### Exercise directions
Up to and including the line that contains "disable_raw_mode()?;", return every line from the start of the data, unchanged.
::: Records shown
// Raw mode + alternate screen for the picker.
// ref: ratatui docs — https://ratatui.rs/concepts/backends/

use anyhow::{Context, Result};
use crossterm::{
    execute,
    terminal::{disable_raw_mode, enable_raw_mode, EnterAlternateScreen, LeaveAlternateScreen},
};
use ratatui::{backend::CrosstermBackend, Terminal};
use std::io::{self, Stdout};

pub type Tui = Terminal<CrosstermBackend<Stdout>>;

pub fn init() -> Result<Tui> {
    install_panic_hook();
    enable_raw_mode().context("enabling raw mode")?;
    let mut stdout = io::stdout();
    execute!(stdout, EnterAlternateScreen).context("entering alternate screen")?;
    let terminal = Terminal::new(CrosstermBackend::new(stdout))?;
    Ok(terminal)
}

/// Leave the alternate screen. Safe to call more than once.
pub fn restore(terminal: &mut Tui) -> Result<()> {
    disable_raw_mode()?;
    execute!(terminal.backend_mut(), LeaveAlternateScreen)?;
    terminal.show_cursor()?;
    Ok(())
}

// A panic inside the loop would otherwise leave the shell in raw mode with
// the message hidden on the alternate screen.
fn install_panic_hook() {
    let previous = std::panic::take_hook();
    std::panic::set_hook(Box::new(move |info| {
        let _ = disable_raw_mode();
        let _ = execute!(io::stdout(), LeaveAlternateScreen);
        previous(info);
    }));
}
::::::
### Your response
// Raw mode + alternate screen for the picker.
// ref: ratatui docs — https://ratatui.rs/concepts/backends/

use anyhow::{Context, Result};
use crossterm::{
    execute,
    terminal::{disable_raw_mode, enable_raw_mode, EnterAlternateScreen, LeaveAlternateScreen},
};
use ratatui::{backend::CrosstermBackend, Terminal};
use std::io::{self, Stdout};

pub type Tui = Terminal<CrosstermBackend<Stdout>>;

pub fn init() -> Result<Tui> {
    install_panic_hook();
    enable_raw_mode().context("enabling raw mode")?;
    let mut stdout = io::stdout();
    execute!(stdout, EnterAlternateScreen).context("entering alternate screen")?;
    let terminal = Terminal::new(CrosstermBackend::new(stdout))?;
    Ok(terminal)
}

/// Leave the alternate screen. Safe to call more than once.
pub fn restore(terminal: &mut Tui) -> Result<()> {
    disable_raw_mode()?;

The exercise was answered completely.